The influence of reinforcement morphology on the tensile response of 6061/SiC/25p discontinuously-reinforced aluminum

In order to study the effect of particle morphology on the tensile response of discontinuously-reinforced aluminum (DRA), two P/M 6061/SiC/25p materials were fabricated using established powder blending, compaction and extrusion techniques. One of the materials contained abrasive-grade SiC (F-600) whilst the second material was fabricated using a less angular SiC particulate with a lower aspect ratio, selected to give an overall higher bulk density (HBD) in the as-blended form. Care was taken to ensure that each material contained the same size and volume fraction of SiC particles, and that each material experienced an identical processing route. Mechanical testing was completed at ambient temperature, to measure the effect of particle morphology (F-600 vs.

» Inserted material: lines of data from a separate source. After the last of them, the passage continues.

impl Adder {
    pub fn new(
        port_collection: &mut PortCollection,
        width: usize,
        input_a: PortID,
        input_b: PortID,
        name: String,
    ) -> Self {
        let output_port_id =
            port_collection.register_port(width, PORT_DEFAULT_VALUE, name.clone() + ".out");
        let output_carry =
            port_collection.register_bit_port(PORT_DEFAULT_VALUE, name.clone() + ".cout");

        Self {
            input_a,
            input_b,
            output_port: output_port_id,
            output_carry,
            width,
            name,
        }
    }

    pub fn print_state(&self, port_collection: &PortCollection) {
        let input_a = port_collection.get_port_data(self.input_a);
        let input_b = port_collection.get_port_data(self.input_b);
        let output_value = port_collection.get_port_data(self.output_port);
        let carry_value = port_collection.get_port_data(self.output_carry);

        println!(
            "Adder '{}': input_a: {}, input_b: {}, output_value: {}, carry: {}",
            self.name, input_a, input_b, output_value, carry_value
        );
    }
}

impl Counter {
    pub fn new(port_collection: &mut PortCollection, width: usize, name: String) -> Self {
        let output_port_id =
            port_collection.register_port(width, PORT_DEFAULT_VALUE, name.clone() + ".out");
        let output_carry =
            port_collection.register_bit_port(PORT_DEFAULT_VALUE, name.clone() + ".cout");

        Self {
            output_port: output_port_id,
            output_carry,
            width,
            name,
        }
    }

    pub fn print_state(&self, port_collection: &PortCollection) {
        let output_value = port_collection.get_port_data(self.output_port);
        let carry_value = port_collection.get_port_data(self.output_carry);

        println!(
            "Counter '{}': output_value: {}, carry: {}",
            self.name, output_value, carry_value
        );
    }
}

#[test]
fn test_adder_with_carry_out() {
    let mut port_collection = PortCollection::new();

    let mut reg_a = ConstantRegister::new(&mut port_collection, 8, 0xF0, String::from("a"));
    let mut reg_b = ConstantRegister::new(&mut port_collection, 8, 0x11, String::from("b"));

    let mut adder = Adder::new(
        &mut port_collection,
        8,
        reg_a.output_port,
        reg_b.output_port,
        String::from("add"),
    );

    reg_a.process_cycle(&mut port_collection);
    reg_b.process_cycle(&mut port_collection);
    adder.process_cycle(&mut port_collection);

    {
        assert_eq!(port_collection.get_port_data(adder.output_port), 0x01);
        assert_eq!(port_collection.get_port_data(adder.output_carry), 1);
    }

    reg_b.constant_value = 0x01;
    reg_b.process_cycle(&mut port_collection);
    adder.process_cycle(&mut port_collection);

    {
        assert_eq!(port_collection.get_port_data(adder.output_port), 0xF1);
        assert_eq!(port_collection.get_port_data(adder.output_carry), 0);
    }
}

HBD) on both the elastic and plastic tensile response of the DRA. Specimens were tested in as-extruded (F), peak-aged (T6) and over-aged heat treatment (OA) conditions. The DRA produced with the HBD reinforcement consistently showed improved tensile elongation over the DRA containing the F-600 reinforcement, with the most significant effect being observed in the as-extruded (F) condition. The Considère criterion was used to show that different damage mechanisms may be operating in each material. Extensive microstructural and fractographic analyses were also carried out on the as-processed and as-tested specimens, using optical and electron microscopy. The dominant damage and failure mechanisms in each material are discussed in the light of these results.